> Collected data:
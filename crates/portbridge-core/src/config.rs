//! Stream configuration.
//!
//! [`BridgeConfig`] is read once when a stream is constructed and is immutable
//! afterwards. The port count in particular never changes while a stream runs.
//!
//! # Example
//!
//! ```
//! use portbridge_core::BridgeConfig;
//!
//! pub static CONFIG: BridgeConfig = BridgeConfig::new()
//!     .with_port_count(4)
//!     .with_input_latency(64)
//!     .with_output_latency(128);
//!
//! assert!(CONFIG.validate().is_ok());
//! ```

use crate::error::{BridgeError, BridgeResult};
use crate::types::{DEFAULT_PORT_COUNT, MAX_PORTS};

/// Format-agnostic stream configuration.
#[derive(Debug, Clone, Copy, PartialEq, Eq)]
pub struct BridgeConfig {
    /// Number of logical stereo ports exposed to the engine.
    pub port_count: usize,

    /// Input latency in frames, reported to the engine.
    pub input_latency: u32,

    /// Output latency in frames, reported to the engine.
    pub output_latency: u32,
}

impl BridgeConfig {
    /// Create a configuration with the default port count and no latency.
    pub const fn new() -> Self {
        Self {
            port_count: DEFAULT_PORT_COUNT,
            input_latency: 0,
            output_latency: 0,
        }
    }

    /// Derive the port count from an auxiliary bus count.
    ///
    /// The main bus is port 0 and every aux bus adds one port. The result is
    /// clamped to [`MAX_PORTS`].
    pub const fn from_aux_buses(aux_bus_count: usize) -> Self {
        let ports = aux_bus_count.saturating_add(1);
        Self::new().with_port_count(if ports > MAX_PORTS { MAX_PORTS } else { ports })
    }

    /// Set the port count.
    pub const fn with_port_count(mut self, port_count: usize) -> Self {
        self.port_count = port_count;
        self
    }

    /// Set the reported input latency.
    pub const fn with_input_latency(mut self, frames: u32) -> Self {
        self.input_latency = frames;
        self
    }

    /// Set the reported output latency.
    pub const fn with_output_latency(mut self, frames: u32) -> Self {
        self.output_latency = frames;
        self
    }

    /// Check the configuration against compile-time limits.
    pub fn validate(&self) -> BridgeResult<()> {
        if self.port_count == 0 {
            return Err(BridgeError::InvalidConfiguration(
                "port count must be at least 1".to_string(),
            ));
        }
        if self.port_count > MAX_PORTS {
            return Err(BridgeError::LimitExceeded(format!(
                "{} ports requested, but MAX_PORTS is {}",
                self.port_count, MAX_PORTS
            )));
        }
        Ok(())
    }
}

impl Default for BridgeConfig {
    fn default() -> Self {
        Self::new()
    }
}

---

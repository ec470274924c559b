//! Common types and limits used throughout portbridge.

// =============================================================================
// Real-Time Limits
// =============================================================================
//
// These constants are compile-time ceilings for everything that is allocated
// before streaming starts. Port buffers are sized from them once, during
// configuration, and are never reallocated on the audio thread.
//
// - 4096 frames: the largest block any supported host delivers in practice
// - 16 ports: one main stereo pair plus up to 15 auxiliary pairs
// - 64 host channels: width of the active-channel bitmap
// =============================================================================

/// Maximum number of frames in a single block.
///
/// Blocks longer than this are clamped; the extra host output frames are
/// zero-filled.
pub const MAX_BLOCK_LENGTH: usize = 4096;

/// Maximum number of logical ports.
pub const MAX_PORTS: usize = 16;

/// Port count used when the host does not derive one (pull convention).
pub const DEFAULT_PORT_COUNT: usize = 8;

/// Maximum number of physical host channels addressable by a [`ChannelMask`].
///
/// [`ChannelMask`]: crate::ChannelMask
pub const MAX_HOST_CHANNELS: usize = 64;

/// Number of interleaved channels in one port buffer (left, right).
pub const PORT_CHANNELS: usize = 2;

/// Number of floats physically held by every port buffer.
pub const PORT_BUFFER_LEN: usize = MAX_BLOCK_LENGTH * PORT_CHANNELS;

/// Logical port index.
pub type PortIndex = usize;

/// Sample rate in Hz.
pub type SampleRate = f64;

> Task requirements:
The answer must consist of every line from the data that contains the word "auxiliary".

> Answer to this exercise:
    /// Derive the port count from an auxiliary bus count.
// - 16 ports: one main stereo pair plus up to 15 auxiliary pairs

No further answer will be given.